Extracted data –

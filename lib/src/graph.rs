use std::collections::{BTreeMap, BTreeSet, HashSet};
use std::fmt;
use std::path::{Path, PathBuf};

use serde::{Deserialize, Serialize};

use crate::resolver::{FileIdentity, Resolved};

#[derive(Debug, Clone, Copy, PartialEq, Eq, Hash, PartialOrd, Ord, Serialize, Deserialize)]
pub enum AccessKind {
    Read,
    Write,
    RenameFrom,
    RenameTo,
    Delete,
    Create,
}

impl AccessKind {
    /// True for accesses that make the file an input of the process
    pub fn is_input(self) -> bool {
        self == AccessKind::Read
    }

    /// True for accesses that leave the file with new contents or a new name
    pub fn is_output(self) -> bool {
        matches!(self, AccessKind::Write | AccessKind::Create | AccessKind::RenameTo)
    }
}

impl fmt::Display for AccessKind {
    fn fmt(&self, f: &mut fmt::Formatter) -> fmt::Result {
        let s = match self {
            AccessKind::Read => "read",
            AccessKind::Write => "write",
            AccessKind::RenameFrom => "rename-from",
            AccessKind::RenameTo => "rename-to",
            AccessKind::Delete => "delete",
            AccessKind::Create => "create",
        };
        write!(f, "{}", s)
    }
}

/// A (process, file, access) fact
#[derive(Debug, Clone, Copy, PartialEq, Eq, Hash, Serialize, Deserialize)]
pub struct DependencyEdge {
    pub pid: i32,
    pub file: FileIdentity,
    pub kind: AccessKind,
}

#[derive(Debug, Clone, Copy, PartialEq, Eq, Hash, Serialize, Deserialize)]
pub struct SpawnEdge {
    pub parent: i32,
    pub child: i32,
}

/// Append-only, deduplicated set of dependency and spawn edges.
///
/// Edges are kept in the order they were first recorded. The last known path of every identity
/// is kept alongside for reporting.
#[derive(Debug, Default)]
pub struct DependencyGraph {
    edges: Vec<DependencyEdge>,
    seen: HashSet<DependencyEdge>,
    spawns: Vec<SpawnEdge>,
    spawns_seen: HashSet<SpawnEdge>,
    paths: BTreeMap<FileIdentity, PathBuf>,
}

impl DependencyGraph {
    pub fn new() -> Self {
        Self::default()
    }

    /// Records an edge for a resolved file. Returns the edge if it was not already present.
    pub fn record(&mut self, pid: i32, file: &Resolved, kind: AccessKind) -> Option<DependencyEdge> {
        self.paths
            .entry(file.identity)
            .or_insert_with(|| file.path.clone());
        self.insert(DependencyEdge {
            pid,
            file: file.identity,
            kind,
        })
    }

    /// Records both halves of a rename. The destination becomes the identity's last known name.
    pub fn record_rename(
        &mut self,
        pid: i32,
        from: &Resolved,
        to: &Resolved,
    ) -> (Option<DependencyEdge>, Option<DependencyEdge>) {
        let a = self.record(pid, from, AccessKind::RenameFrom);
        let b = self.record(pid, to, AccessKind::RenameTo);
        self.paths.insert(to.identity, to.path.clone());
        (a, b)
    }

    pub fn record_spawn(&mut self, parent: i32, child: i32) -> bool {
        let edge = SpawnEdge { parent, child };
        if self.spawns_seen.insert(edge) {
            self.spawns.push(edge);
            true
        } else {
            false
        }
    }

    /// Remembers a name for `identity` without recording an access
    pub fn name(&mut self, identity: FileIdentity, path: &Path) {
        self.paths
            .entry(identity)
            .or_insert_with(|| path.to_path_buf());
    }

    fn insert(&mut self, edge: DependencyEdge) -> Option<DependencyEdge> {
        if self.seen.insert(edge) {
            self.edges.push(edge);
            Some(edge)
        } else {
            None
        }
    }

    pub fn edges(&self) -> &[DependencyEdge] {
        &self.edges
    }

    pub fn spawns(&self) -> &[SpawnEdge] {
        &self.spawns
    }

    pub fn path_of(&self, identity: &FileIdentity) -> Option<&Path> {
        self.paths.get(identity).map(PathBuf::as_path)
    }

    pub fn files(&self) -> impl Iterator<Item = (&FileIdentity, &Path)> {
        self.paths.iter().map(|(id, p)| (id, p.as_path()))
    }

    pub fn contains(&self, pid: i32, file: FileIdentity, kind: AccessKind) -> bool {
        self.seen.contains(&DependencyEdge { pid, file, kind })
    }

    pub fn is_empty(&self) -> bool {
        self.edges.is_empty() && self.spawns.is_empty()
    }

    /// `roots` and every process they spawned, directly or not
    fn descendants(&self, roots: BTreeSet<i32>) -> BTreeSet<i32> {
        let mut found = roots;
        let mut pending: Vec<i32> = found.iter().copied().collect();
        while let Some(parent) = pending.pop() {
            for spawn in self.spawns.iter().filter(|s| s.parent == parent) {
                if found.insert(spawn.child) {
                    pending.push(spawn.child);
                }
            }
        }
        found
    }

    /// Files whose contents may change when `input` changes: the outputs of every process that
    /// read it (and of their descendants), then the outputs of processes reading those, until
    /// nothing new is found. `input` itself is only included if it is produced from one of them.
    pub fn find_deps(&self, input: &FileIdentity) -> BTreeSet<FileIdentity> {
        let mut affected: BTreeSet<FileIdentity> = BTreeSet::new();
        let mut visited: BTreeSet<FileIdentity> = BTreeSet::from([*input]);
        let mut pending = vec![*input];

        while let Some(file) = pending.pop() {
            let readers: BTreeSet<i32> = self
                .edges
                .iter()
                .filter(|e| e.file == file && e.kind.is_input())
                .map(|e| e.pid)
                .collect();
            let writers = self.descendants(readers);
            for edge in self.edges.iter().filter(|e| e.kind.is_output() && writers.contains(&e.pid)) {
                affected.insert(edge.file);
                if visited.insert(edge.file) {
                    pending.push(edge.file);
                }
            }
        }
        affected
    }
}

#[cfg(test)]
mod tests {
    use super::*;

    fn resolved(path: &str, ino: u64) -> Resolved {
        Resolved {
            path: PathBuf::from(path),
            identity: FileIdentity { dev: 8, ino },
        }
    }

    #[test]
    fn duplicate_edges_are_dropped() {
        let mut graph = DependencyGraph::new();
        let f = resolved("/a", 1);
        assert!(graph.record(10, &f, AccessKind::Read).is_some());
        assert!(graph.record(10, &f, AccessKind::Read).is_none());
        assert!(graph.record(10, &f, AccessKind::Write).is_some());
        assert_eq!(graph.edges().len(), 2);
    }

    #[test]
    fn delete_does_not_retract_earlier_edges() {
        let mut graph = DependencyGraph::new();
        let f = resolved("/a", 1);
        graph.record(10, &f, AccessKind::Write);
        graph.record(11, &f, AccessKind::Delete);
        assert!(graph.contains(10, f.identity, AccessKind::Write));
        assert!(graph.contains(11, f.identity, AccessKind::Delete));
    }

    #[test]
    fn rename_updates_last_known_path() {
        let mut graph = DependencyGraph::new();
        let from = resolved("/tmp/a.tmp", 5);
        let to = resolved("/tmp/a", 5);
        graph.record(1, &from, AccessKind::Create);
        graph.record_rename(1, &from, &to);
        assert_eq!(graph.path_of(&to.identity), Some(Path::new("/tmp/a")));
        let kinds: Vec<AccessKind> = graph.edges().iter().map(|e| e.kind).collect();
        assert_eq!(kinds, vec![AccessKind::Create, AccessKind::RenameFrom, AccessKind::RenameTo]);
    }

    #[test]
    fn spawn_edges_recorded_once() {
        let mut graph = DependencyGraph::new();
        assert!(graph.record_spawn(1, 2));
        assert!(!graph.record_spawn(1, 2));
        assert_eq!(graph.spawns(), &[SpawnEdge { parent: 1, child: 2 }]);
    }

    #[test]
    fn find_deps_follows_build_chain() {
        let mut graph = DependencyGraph::new();
        let (src, obj, bin) = (resolved("/a.c", 1), resolved("/a.o", 2), resolved("/bin", 3));
        let log = resolved("/build.log", 4);

        // make (1) runs cc (2), which runs as (4), and ld (3)
        graph.record_spawn(1, 2);
        graph.record_spawn(1, 3);
        graph.record_spawn(2, 4);
        graph.record(1, &log, AccessKind::Write);
        graph.record(2, &src, AccessKind::Read);
        graph.record(4, &obj, AccessKind::Create);
        graph.record(4, &obj, AccessKind::Write);
        graph.record(3, &obj, AccessKind::Read);
        graph.record(3, &bin, AccessKind::Write);

        let deps = graph.find_deps(&src.identity);
        assert_eq!(deps, BTreeSet::from([obj.identity, bin.identity]));
        assert_eq!(graph.find_deps(&obj.identity), BTreeSet::from([bin.identity]));
        assert!(graph.find_deps(&bin.identity).is_empty());
    }

    #[test]
    fn find_deps_handles_cycles() {
        let mut graph = DependencyGraph::new();
        let (a, b) = (resolved("/a", 1), resolved("/b", 2));
        graph.record(1, &a, AccessKind::Read);
        graph.record(1, &b, AccessKind::Write);
        graph.record(2, &b, AccessKind::Read);
        graph.record(2, &a, AccessKind::Write);

        assert_eq!(graph.find_deps(&a.identity), BTreeSet::from([a.identity, b.identity]));
    }
}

Task requirements –
From the entries above, copy out every line where the string "PathBuf" appears.

Result of this exercise –
use std::path::{Path, PathBuf};
    paths: BTreeMap<FileIdentity, PathBuf>,
        self.paths.get(identity).map(PathBuf::as_path)
            path: PathBuf::from(path),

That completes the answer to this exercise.